‘I never thought I’d get it”; Harrisburg woman wants you to learn from frightening fight with COVID-19

Harrisburg woman recovers from coronavirus

HARRISBURG, N.C. (WBTV) - A Harrisburg woman is recovering from the coronavirus and now she wants others to take it seriously after a frightening experience.

“It’s terrifying to think about, you know, the last time you saw your family and what you said to them. The last FaceTime that you had with them. You look and you have oxygen on and you can’t breathe. You know, really there’s nothing to talk about except how scared you are and that you love them,” Haden Keziah of Harrisburg describes how frightened she was as she fought COVID-19.

For Hayden, this all started with just feeling a little tired and rundown. She thought it was just stress, a relocation move for a new job, or maybe her trip to Colorado tired her out.

But in a matter of days.

“I could hardly breathe,” the 28-year-old described in an interview from her parent’s home in Harrisburg where she is still recovering.

On March 24, those aches and pains came with chills, and a cough. Then she was gasping for air.

"My mom took me to get checked out,” Hayden said.

Before she knew it, Hayden was in the first ambulance of her life, afraid and alone.

“The infectious disease doctor had the results for my swab (test) and said, ‘We know it is confirmed now that you have it,’” Hayden said.

Within a matter of hours, her condition worsened.

To protect the medical staff, she was alone, except for those coming in to help with her breathing treatments, checking vital signs.

At this point, no more teleconferencing with doctors. This time, the doctor entered her room.

“Your oxygen is getting worse. You’re requiring more oxygen. You’re not getting enough oxygen in your lungs and we think you’re going into respiratory distress,” Hayden says she was told.

"They had a whole team of people teleconferencing together outside my room about whether or not I should stay or go to the ICU. Because my status was getting worse instead of getting better. So that was tear was terrifying," Hayden remembers.

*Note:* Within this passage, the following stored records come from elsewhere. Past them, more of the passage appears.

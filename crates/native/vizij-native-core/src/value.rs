//! PropertyValue: values exchanged with the native engine by handle.

use serde::{Deserialize, Serialize};

use crate::kind::PropertyKind;

/// Packed ARGB color, 8 bits per channel.
#[derive(Copy, Clone, Debug, Default, PartialEq, Eq, Hash, Serialize, Deserialize)]
pub struct Color(pub u32);

impl Color {
    pub const BLACK: Color = Color(0xFF00_0000);
    pub const WHITE: Color = Color(0xFFFF_FFFF);

    pub fn from_rgba(r: u8, g: u8, b: u8, a: u8) -> Self {
        Color((a as u32) << 24 | (r as u32) << 16 | (g as u32) << 8 | b as u32)
    }

    #[inline]
    pub fn r(self) -> u8 {
        (self.0 >> 16) as u8
    }

    #[inline]
    pub fn g(self) -> u8 {
        (self.0 >> 8) as u8
    }

    #[inline]
    pub fn b(self) -> u8 {
        self.0 as u8
    }

    #[inline]
    pub fn a(self) -> u8 {
        (self.0 >> 24) as u8
    }

    /// Same color with a different alpha channel.
    pub fn with_alpha(self, a: u8) -> Self {
        Color((self.0 & 0x00FF_FFFF) | (a as u32) << 24)
    }
}

/// Reference to an asset (image or artboard) known to the native engine.
#[derive(Copy, Clone, Debug, PartialEq, Eq, Hash, Serialize, Deserialize)]
pub struct AssetRef(pub u32);

#[derive(Clone, Debug, PartialEq, Serialize, Deserialize)]
#[serde(tag = "type", content = "data", rename_all = "camelCase")]
pub enum PropertyValue {
    Number(f32),
    Boolean(bool),
    String(String),
    Color(Color),
    /// Index into the enum's value domain.
    Enum(u32),
    /// Number of times the trigger has fired. Triggers have no persisted value,
    /// only an edge; the counter lets hosts observe the edge.
    Trigger(u32),
    Image(Option<AssetRef>),
    Artboard(Option<AssetRef>),
}

impl PropertyValue {
    pub fn kind(&self) -> PropertyKind {
        match self {
            PropertyValue::Number(_) => PropertyKind::Number,
            PropertyValue::Boolean(_) => PropertyKind::Boolean,
            PropertyValue::String(_) => PropertyKind::String,
            PropertyValue::Color(_) => PropertyKind::Color,
            PropertyValue::Enum(_) => PropertyKind::Enum,
            PropertyValue::Trigger(_) => PropertyKind::Trigger,
            PropertyValue::Image(_) => PropertyKind::Image,
            PropertyValue::Artboard(_) => PropertyKind::Artboard,
        }
    }

    /// Zero value for a kind, or `None` for kinds without a value.
    pub fn default_for(kind: PropertyKind) -> Option<Self> {
        let v = match kind {
            PropertyKind::Number => PropertyValue::Number(0.0),
            PropertyKind::Boolean => PropertyValue::Boolean(false),
            PropertyKind::String => PropertyValue::String(String::new()),
            PropertyKind::Color => PropertyValue::Color(Color::BLACK),
            PropertyKind::Enum => PropertyValue::Enum(0),
            PropertyKind::Trigger => PropertyValue::Trigger(0),
            PropertyKind::Image => PropertyValue::Image(None),
            PropertyKind::Artboard => PropertyValue::Artboard(None),
            PropertyKind::List | PropertyKind::ViewModel => return None,
        };
        Some(v)
    }

    pub fn as_number(&self) -> Option<f32> {
        match self {
            PropertyValue::Number(n) => Some(*n),
            _ => None,
        }
    }

    pub fn as_bool(&self) -> Option<bool> {
        match self {
            PropertyValue::Boolean(b) => Some(*b),
            _ => None,
        }
    }

    pub fn as_str(&self) -> Option<&str> {
        match self {
            PropertyValue::String(s) => Some(s),
            _ => None,
        }
    }
}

"For an infectious disease doctor to tell me that she's worried about my condition. You really kind of take a step back. And I was so isolated in that room," she remembers.

So much was happening so quickly, and Hayden was very sick. But because this virus is "novel", or new, she says they didn't know how to treat. her.

For those healthcare heroes trying to take care of patients with this new virus, it was a struggle.

She is grateful they kept her alive, but Hayden, who was about to start a new job in healthcare management before she got sick, says she wishes there was a way the country could have prepared for this.

"It was just all these moving parts and not having any concrete answers about what’s happening to me when I’m going to get better. If there’s any treatment at all. You know, it’s all so experimental. It feels like you’re a lab rat, laying there like, let’s try this antibiotic, but it’s a virus. They’re talking about doing treatments that they found on Twitter or they found on any other internet websites, talking to other people in different countries, what worked for them, but it’s not the same symptoms for everybody,” Hayden said.

She admits, when news of COVID-19 first broke, she wasn't scared of getting it.

"I was one of those naysayers who was like, ’Oh, it’s just, it’s just a flu on steroids. It’s not going to be a big deal’. I really did not think that it was going to be as serious as it is. I certainly didn’t think I was gonna get it. And that it would get as bad as it did. I’m 28. I’m generally a healthy person. But I’m in the hospital. I can’t fight it. I need help. And to think about all of those vulnerable people out there who are not able to be protected and people who are not listening to these directions that are being given. It’s just, it’s infuriating,” Hayden said

Hayden will be starting a new job in New Bern, North Carolina once she gets the all clear and is free to follow her passion as an administrator in a nursing home. Her heart is with all the elderly, who are so vulnerable to this disease.

“Please wash your hands and stay home! It really doesn’t get more simple than that! Listen to the guidance we’re being given.Think about what you would feel like if you were lying there in the hospital and you were completely alone and it’s terrifying. It doesn’t get any more earth-shattering then that moment when you’re sitting there and you know that you have an illness with no known cure,” Hayden said.

While her mom Sarah Moore, was being treated at home, she told Hayden how her story had been shared all over the country. She is grateful for every single prayer.

“It was really touching it to see how many people were really actually reaching out and thinking about me, praying for me. I think it helped obviously a lot since I’m home now. Um, I’m feeling a lot better. I’m not 100%, but I’m getting there,” she said with a hopeful smile on her face," Hayden said.